Intestinal microbiota improves inflammation and cognitive function in the brain of a7nAChR deficient rat through the gut brain axis.

To investigate the role of intestinal flora and cholinergic anti-inflammatory pathways in the gut-brain axis, using oral gavage and intraperitoneal injection of methyllycaconitine (MLA). MLA was administered at a dose of 4 mg/kg for 30 days, either orally or via intraperitoneal injection. Rats were then assessed for behavioral changes, inflammatory markers, neurotransmitters, neuroreceptors, and intestinal mucosal barrier integrity.
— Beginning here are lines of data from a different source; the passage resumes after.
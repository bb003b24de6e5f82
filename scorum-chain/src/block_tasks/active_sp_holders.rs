use super::BlockTaskContext;
use crate::error::Result;
use crate::services::{AccountService, DynamicGlobalPropertyService};
use crate::time::TimePointSec;
use crate::virtual_ops::VirtualOperation;

/// Pay out the rewards active stake holders accumulated over their period.
///
/// An account that kept voting starts a new period, otherwise it waits for
/// its next vote.
pub fn process_active_sp_holders_cashout(ctx: &mut BlockTaskContext<'_>) -> Result<()> {
    let now = ctx.db.head_block_time()?;
    let period = ctx.db.config.active_sp_holders_reward_period_seconds;

    for id in ctx.db.active_sp_holders_due(now) {
        let account = ctx.db.get_account_by_id(id)?.clone();
        let scr = account.active_sp_holders_pending_scr_reward;
        let sp = account.active_sp_holders_pending_sp_reward;

        if scr.is_positive() {
            ctx.db.increase_pending_balance(id, -scr)?;
            ctx.db.increase_balance(id, scr)?;
            ctx.push_virtual_operation(VirtualOperation::ActiveSpHoldersReward {
                sp_holder: account.name.clone(),
                reward: scr,
            });
        }
        if sp.is_positive() {
            ctx.db.increase_pending_scorumpower(id, -sp)?;
            ctx.db.increase_scorumpower(id, sp)?;
            ctx.push_virtual_operation(VirtualOperation::ActiveSpHoldersReward {
                sp_holder: account.name.clone(),
                reward: sp,
            });
        }

        let active = account.last_vote_time.add_seconds(period) > now;
        let next = if active {
            now.add_seconds(period)
        } else {
            TimePointSec::MAXIMUM
        };
        ctx.db
            .update_account(id, |a| a.active_sp_holders_cashout_time = next)?;
    }
    Ok(())
}

#[cfg(test)]
mod tests {
    use super::*;
    use crate::asset::Asset;
    use crate::block_tasks::BlockInfo;
    use crate::testing::ChainStateBuilder;
    use crate::types::AccountName;

    fn name(s: &str) -> AccountName {
        s.parse().unwrap()
    }

    fn cashout_after(state: &mut crate::ChainState, seconds: u32) -> Vec<VirtualOperation> {
        let db = state.database_mut();
        db.update_dynamic_global_properties(|p| p.time = p.time.add_seconds(seconds))
            .unwrap();
        let block = BlockInfo {
            block_num: db.head_block_num().unwrap(),
            timestamp: db.head_block_time().unwrap(),
            witness: name("alice"),
        };
        let mut vops = Vec::new();
        process_active_sp_holders_cashout(&mut BlockTaskContext::new(db, &block, &mut vops))
            .unwrap();
        vops
    }

    #[test]
    fn pending_rewards_are_paid_once_per_period() {
        let mut state = ChainStateBuilder::new()
            .with_account("alice", Asset::scr(0), Asset::sp(100))
            .build()
            .unwrap();
        let db = state.database_mut();
        let alice = db.get_account(&name("alice")).unwrap().id;
        let period = db.config().active_sp_holders_reward_period_seconds;
        db.update_voting_power(alice, 9_000).unwrap();
        db.increase_pending_balance(alice, Asset::scr(7)).unwrap();
        db.increase_pending_scorumpower(alice, Asset::sp(3)).unwrap();

        assert!(cashout_after(&mut state, period - 1).is_empty());

        let vops = cashout_after(&mut state, 1);
        assert_eq!(
            vops,
            vec![
                VirtualOperation::ActiveSpHoldersReward {
                    sp_holder: name("alice"),
                    reward: Asset::scr(7),
                },
                VirtualOperation::ActiveSpHoldersReward {
                    sp_holder: name("alice"),
                    reward: Asset::sp(3),
                },
            ]
        );
        let db = state.database();
        let account = db.get_account_by_id(alice).unwrap();
        assert_eq!(account.balance, Asset::scr(7));
        assert_eq!(account.scorumpower, Asset::sp(103));
        assert!(account.active_sp_holders_pending_scr_reward.is_zero());
        assert!(db.dynamic_global_properties().unwrap().total_pending_sp.is_zero());
        // no vote during the period
        assert!(account.active_sp_holders_cashout_time.is_maximum());
    }
}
Rats receiving MLA via intraperitoneal injection exhibited significant behavioral abnormalities compared to the control and orally administered MLA groups. The levels of IL-1β were elevated in both intestinal and hippocampal tissues, while IL-10 levels were decreased. Brain-derived neurotrophic factor (BDNF) was significantly lower in hippocampal tissues. Furthermore, α7nAChR expression was reduced in hippocampal tissues, accompanied by an increase in 5-HT3A receptors. The intestinal mucosal barrier was compromised, as evidenced by reduced expression of ZO-1 and Occludin, along with increased IL-1β and decreased IL-10 levels in the gut. Our findings suggest that oral gavage of MLA does not induce cognitive impairment in rats compared to intraperitoneal injection, possibly due to the involvement of intestinal flora in the protective effects of CAP.